- The paper presents the KEEN method that probes hidden representations to estimate entity knowledge without text generation.
- It employs logistic regression on feature vectors from transformer layers to predict QA accuracy and factuality scores.
- KEEN reliably correlates with model hedging behavior and identifies knowledge gaps, offering valuable insights for model augmentation.
Estimating Knowledge in LLMs Without Generating a Single Token
This essay provides a detailed exploration into the techniques developed for estimating entity knowledge within LLMs without the need for text generation. This approach introduces the KEEN (Knowledge Estimation of ENtities) method, which aims to assess a model's knowledge based on its internal computations.
Introduction to KEEN
KEEN proposes a novel way to measure the knowledge LLMs possess about specific entities using probes on hidden model representations rather than relying on generated outputs. The paper introduces two primary tasks in this domain: predicting the entity-specific QA accuracy and the factuality of text generated about the entities. These objectives aim to assess entity knowledge directly from internal model states, bypassing the need for text generation and subsequent evaluation.
Figure 1: Simple probes (KEEN) quantify model knowledge about a subject entity by estimating question-answering accuracy and factuality of text generation.
Methodology
The KEEN approach leverages the hidden representations within the layers of Transformer-based LLMs. Specifically, it draws from upper-intermediate layers which are known to effectively encapsulate entity attributes into straightforward linear projections. To create the feature vector for a given entity, KEEN employs various feature sets such as hidden states (HS), vocabulary projections (VP), and a more interpretable form called VP-k, which selects the top-k influential tokens to enhance interpretability without sacrificing accuracy.
Probing Mechanism
Probing uses logistic regression to predict either the QA accuracy or factuality score based on extracted feature vectors. A sigmoid function ensures these predictions are bound within [0, 1], allowing models to generalize across diverse entities efficiently.
Experimental Evaluation
Experimental Settings
Two principal evaluation settings are established—Factual QA and Open-Ended Generation (OEG). For the QA-task, entity-specific questions derived from PopQA data are employed, and for OEG, KEEN correlates its outputs with FActScore, an open-ended text evaluation metric that determines the factual correctness of generative outputs.
The experiments cover multiple LLMs including GPT2, Pythia, LLaMA2, and Vicuna, showcasing KEEN's versatility across models of varying architecture and complexity.
Results and Analysis
The KEEN probes demonstrate strong correlations with the model's QA accuracy and the factual scores, outperforming other baselines that utilize either intrinsic features like self-attention outputs or external statistics such as entity popularity.

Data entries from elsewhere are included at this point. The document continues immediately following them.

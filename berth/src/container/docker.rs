use super::probe::ensure_port_available;
use super::status::Status;
use crate::builder::{render_dockerfile, Config, LayerPlan, LayerState, PLAN_DIR};
use crate::dockerignore::DockerIgnore;
use crate::toolchain::ToolchainContext;
use crate::utils::{pipe_output, run_command};
use colored::{ColoredString, Colorize};
use log::{debug, info, warn};
use std::fs;
use std::path::PathBuf;
use std::process::Stdio;
use std::sync::Arc;
use tokio::process::Command;

#[derive(Debug, Clone)]
pub struct DockerImage {
    config: Arc<Config>,
    toolchain: Arc<ToolchainContext>,
    tag: String,
}

/// Prints one line per layer saying whether the last build can reuse it.
pub fn report_layers(plan: &LayerPlan, previous: Option<&LayerPlan>) {
    for (layer, state) in plan.compare(previous) {
        let marker = match state {
            LayerState::Cached => "cached ".green(),
            LayerState::Rebuilt => "rebuild".yellow(),
        };
        println!("  {} {}  {}", marker, &layer.key[..12], layer.instruction);
    }
}

/// Writes the Dockerfile for the descriptor's image and returns its path.
pub fn write_dockerfile(config: &Config) -> Result<PathBuf, String> {
    let contents = render_dockerfile(config.spec(), config.product_name()).map_err(|e| e.to_string())?;
    let path = config.dockerfile_path().to_path_buf();
    if let Some(dir) = path.parent() {
        fs::create_dir_all(dir).map_err(|e| format!("Failed to create {}: {}", dir.display(), e))?;
    }
    fs::write(&path, contents).map_err(|e| format!("Failed to write {}: {}", path.display(), e))?;
    debug!("Wrote {}", path.display());
    Ok(path)
}

/// The layer plan for the current context, next to the one recorded by the
/// last successful build.
pub fn plan_layers(config: &Config) -> Result<(LayerPlan, Option<LayerPlan>), String> {
    let context_dir = config.context_dir();
    let ignore = DockerIgnore::load(context_dir);
    if !ignore.ignores(PLAN_DIR) {
        warn!(
            "{} does not ignore {}; docker will see the saved layer plan as a context change",
            context_dir.join(".dockerignore").display(),
            PLAN_DIR
        );
    }
    let plan = LayerPlan::compute(config.spec(), context_dir, &ignore)
        .map_err(|e| format!("Failed to hash build context {}: {}", context_dir.display(), e))?;
    Ok((plan, LayerPlan::load(context_dir)))
}

impl DockerImage {
    pub fn new(config: Arc<Config>, toolchain: Arc<ToolchainContext>, tag: String) -> Self {
        DockerImage { config, toolchain, tag }
    }

    pub fn image_name(&self) -> &str {
        self.config.product_uri()
    }

    pub fn tagged_image_name(&self) -> String {
        format!("{}:{}", self.image_name(), self.tag)
    }

    /// Reference the image is pushed under.
    pub fn identifier(&self) -> String {
        match self.config.docker_registry() {
            Some(registry) => format!("{}/{}", registry.trim_end_matches('/'), self.tagged_image_name()),
            None => self.tagged_image_name(),
        }
    }

    fn label(&self, action: &str) -> ColoredString {
        format!("{} {}", self.config.product_uri(), action).white().bold()
    }

    pub async fn build(&self) -> Result<String, String> {
        let findings = self.config.spec().check();
        if !findings.is_empty() {
            let lines = findings.iter().map(|f| format!("  - {}", f)).collect::<Vec<_>>();
            return Err(format!(
                "Refusing to build {}, the descriptor is invalid:\n{}",
                self.config.product_name(),
                lines.join("\n")
            ));
        }

        let dockerfile = write_dockerfile(&self.config)?;
        let (plan, previous) = plan_layers(&self.config)?;
        println!("{}", format!("Layers for {}", self.tagged_image_name()).bold());
        report_layers(&plan, previous.as_ref());

        let tagged = self.tagged_image_name();
        let dockerfile = dockerfile.to_string_lossy().into_owned();
        let context_dir = self.config.context_dir().to_string_lossy().into_owned();
        let platform = self.toolchain.docker_platform();

        let mut args = vec!["build", "-t", tagged.as_str(), "-f", dockerfile.as_str()];
        if let Some(platform) = &platform {
            args.push("--platform");
            args.push(platform);
        }
        args.push(context_dir.as_str());

        run_command(self.label("build"), self.toolchain.docker(), args).await?;

        plan.save(self.config.context_dir())
            .map_err(|e| format!("Failed to record layer plan: {}", e))?;
        info!("Built {}", tagged);
        Ok(tagged)
    }

    /// Starts one container from the built image and blocks until it exits
    /// or Ctrl-C stops it.
    pub async fn run(&self, host_port: u16) -> Result<Status, String> {
        ensure_port_available(host_port)?;

        let spec = self.config.spec();
        let mut args = vec![
            "run".to_string(),
            "--rm".to_string(),
            "--name".to_string(),
            self.config.product_uri().to_string(),
            "-p".to_string(),
            format!("{}:{}", host_port, spec.exposed_port),
        ];
        for pair in self.config.variables().pairs() {
            args.push("-e".to_string());
            args.push(pair);
        }
        args.push(self.tagged_image_name());

        println!(
            "Running docker for {} ({}): {}",
            self.config.product_name(),
            self.config.environment(),
            args.join(" ")
        );
        let mut child = Command::new(self.toolchain.docker())
            .args(&args)
            .stdout(Stdio::piped())
            .stderr(Stdio::piped())
            .spawn()
            .map_err(|e| format!("Failed to launch {}: {}", self.tagged_image_name(), e))?;

        let mut status = Status::NotStarted.advance(Status::Running)?;
        let label = self.label("run");
        let output = pipe_output(&label, child.stdout.take(), child.stderr.take());

        tokio::select! {
            _ = output => {
                let exit = child.wait().await.map_err(|e| e.to_string())?;
                let next = match exit.code() {
                    Some(code) => Status::Exited(code),
                    None => Status::Terminated,
                };
                status = status.advance(next)?;
            }
            _ = tokio::signal::ctrl_c() => {
                eprintln!("{}", format!("Terminating {}.", self.config.product_name()).bold().white());
                self.stop().await;
                let _ = child.wait().await;
                status = status.advance(Status::Terminated)?;
            }
        }

        println!("{}  |   {}", label, format!("Process {}", status).bold().white());
        Ok(status)
    }

    pub async fn stop(&self) {
        let name = self.config.product_uri().to_string();
        let _ = run_command(self.label("stop"), self.toolchain.docker(), vec!["stop", name.as_str()]).await;
    }

    pub async fn push(&self) -> Result<String, String> {
        if self.config.docker_registry().is_none() {
            return Err("No docker registry configured; pass --registry or set DOCKER_REGISTRY".to_string());
        }

        let tag = self.tagged_image_name();
        let docker_tag = self.identifier();
        run_command(self.label("tag"), self.toolchain.docker(), vec!["tag", tag.as_str(), docker_tag.as_str()]).await?;
        run_command(self.label("push"), self.toolchain.docker(), vec!["push", docker_tag.as_str()]).await?;
        Ok(docker_tag)
    }

    pub async fn build_and_push(&self) -> Result<String, String> {
        self.build().await?;
        self.push().await
    }
}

Further, KEEN has been shown to faithfully reflect knowledge changes following fine-tuning, showcasing its potential for guiding model augmentation efforts or identifying knowledge gaps.
Figure 2: Changes in KEEN QA and average QA accuracy scores post fine-tuning LLaMA2 7B, highlighting KEEN's robust reflection of knowledge adjustments.
Probing Internal Model Behavior
KEEN’s scores also align with model hedging behavior, where predictions correlate inversely with the fraction of queries hedged by the model, emphasizing the reliability of internal representations for forecasting entity knowledge.
Interpretability and Generalization
Through VP-k probes, KEEN introduces interpretability in understanding how entities are embedded and processed within the model. Analysis of the critical token weights drawn from VP-k offers insights into which entity-specific features are most influential, aiding in distinguishing highly knowledgeable representations from less knowledgeable ones.



Figure 3: Difference in the median rank of tokens with negative and positive weights for accuracy differentiation.
Conclusion
KEEN introduces a simple yet powerful framework for estimating the knowledge and performance of LLMs on a per-entity basis without output generation. This methodology not only presents a pathway to assess model knowledge but also unlocks potential enhancements in model deployment strategies and educational calibration of LLMs. Future explorations may extend KEEN’s applicability beyond named entities to more abstract subjects, along with integrating KEEN for broader model architectures beyond transformers.
Overall, KEEN improvises the landscape of model interpretability and factual reliability in LLMs, paving the way for more robust applications across varied AI domains.